Extended Bland–Altman limits of agreement plots for 5 raters of preoperative mortality risks. Explanation: Dark line: Limits of agreement (LOA); Grey dotted line: 95% confidence intervals for upper and lower limit of agreement for the LOA; Colored dots: every rater has a color, the dots show the rater responsible for the largest deviation from the intrasubject mean; Tick marks on the right y-axis: absolute rater bias
Discussion
The current study is, to our knowledge, the first to compare and investigate three preoperative mortality risk calculators. Our results show moderate ICC for POSPOM and SRC, and poor for SORT. The interrater reliability per predictor ranged from poor to good (Fleiss’ kappa scores) for POSPOM and SORT and from fair to good for SRC. Moreover, bias and heterogeneity among raters were detected especially for the patients in the higher high-risk patient classes.
In this study, we focused on high-risk surgical patients. It seems reasonable to centralize high-risk procedures (e.g., oesophagectomy, liver surgery, pancreatic surgery, rectal surgery etc.) in selected centers to ensure sufficient expertise, leading to better outcomes [38, 39]. In small countries centralisation is easier to organize regarding the burden of travel for patients and their families [40]. In large countries though, programs should be established to lessen the burden of travel on patients and their families as much as possible [40,41,42].
For high-risk patients no centralized care exists. Therefore, it is important to improve recognition of and care for high-risk patients in all hospitals.
Given the considerable variability in risk prediction values and the substantial confidence intervals, these three risk calculators are currently not considered accurate for preoperative patient counseling, specifically for high-risk patients. Reliable, local risk models that capture the performance of local surgeons and healthcare systems may offer better suitability for preoperative risk assessments, although their comprehensive evaluation and validation are still pending.

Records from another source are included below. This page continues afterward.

//! Narrow contracts for two external collaborators: the auth service
//! (bearer tokens with user/org claims) and the CRDT control document
//! server. Both are out of scope to implement; only the contract this
//! core depends on is modeled, with an in-memory test double each.

use crate::model::{OrgId, SessionId};
use async_trait::async_trait;
use serde::{Deserialize, Serialize};
use std::collections::HashMap;
use tokio::sync::Mutex;

/// Bearer token claims minted by the (external) auth service.
#[derive(Clone, Debug, Serialize, Deserialize)]
pub struct Claims {
    pub user_id: String,
    pub org_id: OrgId,
    pub tier: String,
}

#[derive(Debug, thiserror::Error)]
#[error("token rejected")]
pub struct TokenRejected;

pub trait TokenValidator: Send + Sync {
    fn validate(&self, bearer_token: &str) -> Result<Claims, TokenRejected>;
}

/// Test double that accepts any token and decodes claims from its literal
/// contents (`user_id:org_id:tier`). Never used outside tests/local runs.
pub struct AlwaysAcceptValidator;

impl TokenValidator for AlwaysAcceptValidator {
    fn validate(&self, bearer_token: &str) -> Result<Claims, TokenRejected> {
        let mut parts = bearer_token.splitn(3, ':');
        let user_id = parts.next().ok_or(TokenRejected)?.to_string();
        let org_id = parts.next().ok_or(TokenRejected)?;
        let tier = parts.next().unwrap_or("free").to_string();
        let org_id = OrgId(uuid::Uuid::parse_str(org_id).map_err(|_| TokenRejected)?);
        Ok(Claims { user_id, org_id, tier })
    }
}

/// Recognized keys of the control document the Agent observes read-only
///, ignoring unknown keys.
#[derive(Clone, Debug, Default, Serialize, Deserialize)]
pub struct ControlDocState {
    pub seed: Option<i64>,
    pub scenario_id: Option<String>,
    pub step_mode: Option<StepMode>,
    pub play: Option<bool>,
}

#[derive(Clone, Copy, Debug, PartialEq, Eq, Serialize, Deserialize)]
#[serde(rename_all = "snake_case")]
pub enum StepMode {
    Manual,
    Continuous,
}

/// Read-only subscription to the per-session control document.
#[async_trait]
pub trait ControlDocWatcher: Send + Sync {
    /// Latest known state; changes are applied between producer ticks and
    /// never interrupt a step in flight.
    async fn current(&self, session_id: SessionId) -> ControlDocState;
}

/// In-memory double a test or a single-process deployment can write
/// through directly (the real CRDT server is the collaborator of record).
#[derive(Default)]
pub struct InMemoryControlDocStore {
    docs: Mutex<HashMap<SessionId, ControlDocState>>,
}

impl InMemoryControlDocStore {
    pub fn new() -> Self {
        Self::default()
    }

    pub async fn set(&self, session_id: SessionId, state: ControlDocState) {
        self.docs.lock().await.insert(session_id, state);
    }
}

#[async_trait]
impl ControlDocWatcher for InMemoryControlDocStore {
    async fn current(&self, session_id: SessionId) -> ControlDocState {
        self.docs.lock().await.get(&session_id).cloned().unwrap_or_default()
    }
}

#[cfg(test)]
mod tests {
    use super::*;

    #[test]
    fn always_accept_validator_decodes_claims() {
        let org = uuid::Uuid::new_v4();
        let token = format!("alice:{}:pro", org);
        let claims = AlwaysAcceptValidator.validate(&token).unwrap();
        assert_eq!(claims.user_id, "alice");
        assert_eq!(claims.tier, "pro");
    }

    #[tokio::test]
    async fn control_doc_store_roundtrips() {
        let store = InMemoryControlDocStore::new();
        let sid = SessionId::new();
        assert!(store.current(sid).await.scenario_id.is_none());
        store
            .set(
                sid,
                ControlDocState {
                    seed: Some(7),
                    scenario_id: Some("cartpole".into()),
                    step_mode: Some(StepMode::Continuous),
                    play: Some(true),
                },
            )
            .await;
        let state = store.current(sid).await;
        assert_eq!(state.scenario_id.as_deref(), Some("cartpole"));
    }
}
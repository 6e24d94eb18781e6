//! Static safety guard run before interpretation: a banned-import and
//! banned-call string scan.

const BANNED_IMPORTS: &[&str] = &["os", "sys", "subprocess", "shutil", "socket", "requests"];
const BANNED_CALLS: &[&str] = &["eval(", "exec(", "open(", "__import__("];

/// Returns the first violation found, if any. The sandbox forbids
/// filesystem access outside the workspace directory and all network
/// access; both show up as banned imports/calls here.
pub fn first_violation(source: &str) -> Option<String> {
    for banned in BANNED_IMPORTS {
        if source.contains(&format!("import {banned}")) || source.contains(&format!("from {banned} import")) {
            return Some(format!("banned import '{banned}'"));
        }
    }
    for banned in BANNED_CALLS {
        if source.contains(banned) {
            return Some(format!("banned call '{banned}'"));
        }
    }
    None
}

#[cfg(test)]
mod tests {
    use super::*;

    #[test]
    fn banned_import_is_flagged() {
        assert!(first_violation("import os\nprint('hi')").is_some());
    }

    #[test]
    fn clean_source_passes() {
        assert!(first_violation("x = 1\nsim.step([0.1])\n").is_none());
    }
}
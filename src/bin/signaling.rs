//! Media Signaling Plane binary (C4): WebRTC offer/answer/ICE rendezvous,
//! independent of the Orchestrator and any Simulation Agent pod.

use std::sync::Arc;

use cosim_core::config::Config;
use cosim_core::signaling::api::{router, SignalingApiState};
use cosim_core::signaling::RoomManager;
use tracing::info;

#[tokio::main]
async fn main() -> anyhow::Result<()> {
    tracing_subscriber::fmt().with_env_filter(tracing_subscriber::EnvFilter::from_default_env()).init();

    let config = Config::from_env();
    let rooms = Arc::new(RoomManager::new(config.signaling.room_grace));

    let addr: std::net::SocketAddr = std::env::var("SIGNALING_LISTEN_ADDR").unwrap_or_else(|_| "0.0.0.0:8082".to_string()).parse()?;
    let app = router(SignalingApiState { rooms });
    info!(%addr, "signaling plane listening");
    let listener = tokio::net::TcpListener::bind(addr).await?;
    axum::serve(listener, app).await?;
    Ok(())
}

One finding of this study is that human errors occurred quite frequently during data entry. The extended Bland–Altman Limits of agreement plots showed that all raters made errors. Barchard and Pace investigated the impact of human errors in data entry on research [43]. The current study also revealed that interpretable cardiac and pulmonary function information predictors were sources of variability, for example, for variables such as dyspnea, chronic respiratory failure, and congestive heart disease. By definition, a high-risk patient has numerous long-term health issues. Each variable requiring interpretation contributes to the variability in calculating mortality risk. Other studies identified errors with data entry as well with the mortality risk prediction models p-POSSUM [44] and SRC [22, 45, 46]. Shiloach et al. showed that a specialized training program regarding data entry for SRC significantly improved the proficiency of the audit raters, resulting in a more reliable data collection [46]. In the current era it seems more logical to respond to digital and/or artificial intelligence techniques to tackle data entry errors. Due to this study's retrospective nature, age had to be recalculated and categorized at the time of the study, potentially leading to variability between physicians. Conducting prospective mortality risk calculation at the preoperative visit could reduce inter-rater variability, particularly if age is already available in the electronic health record and does not need to be manually inputted. Calculating gender variability is unnecessary, and any observed variability in gender is likely the result of data entry errors. Therefore, mortality risk calculators should be integrated into electronic health records (EHRs) to reduce the potential for human errors and misclassifications. These calculators should primarily use digital, numerical patient data to minimize the need for human transcription or data categorization. Nevertheless, even with the availability of risk calculators in the EHR, there is a possibility of variability in the physician's interpretation of the predictor's grade or level if interpretable variables are crucial for risk calculation.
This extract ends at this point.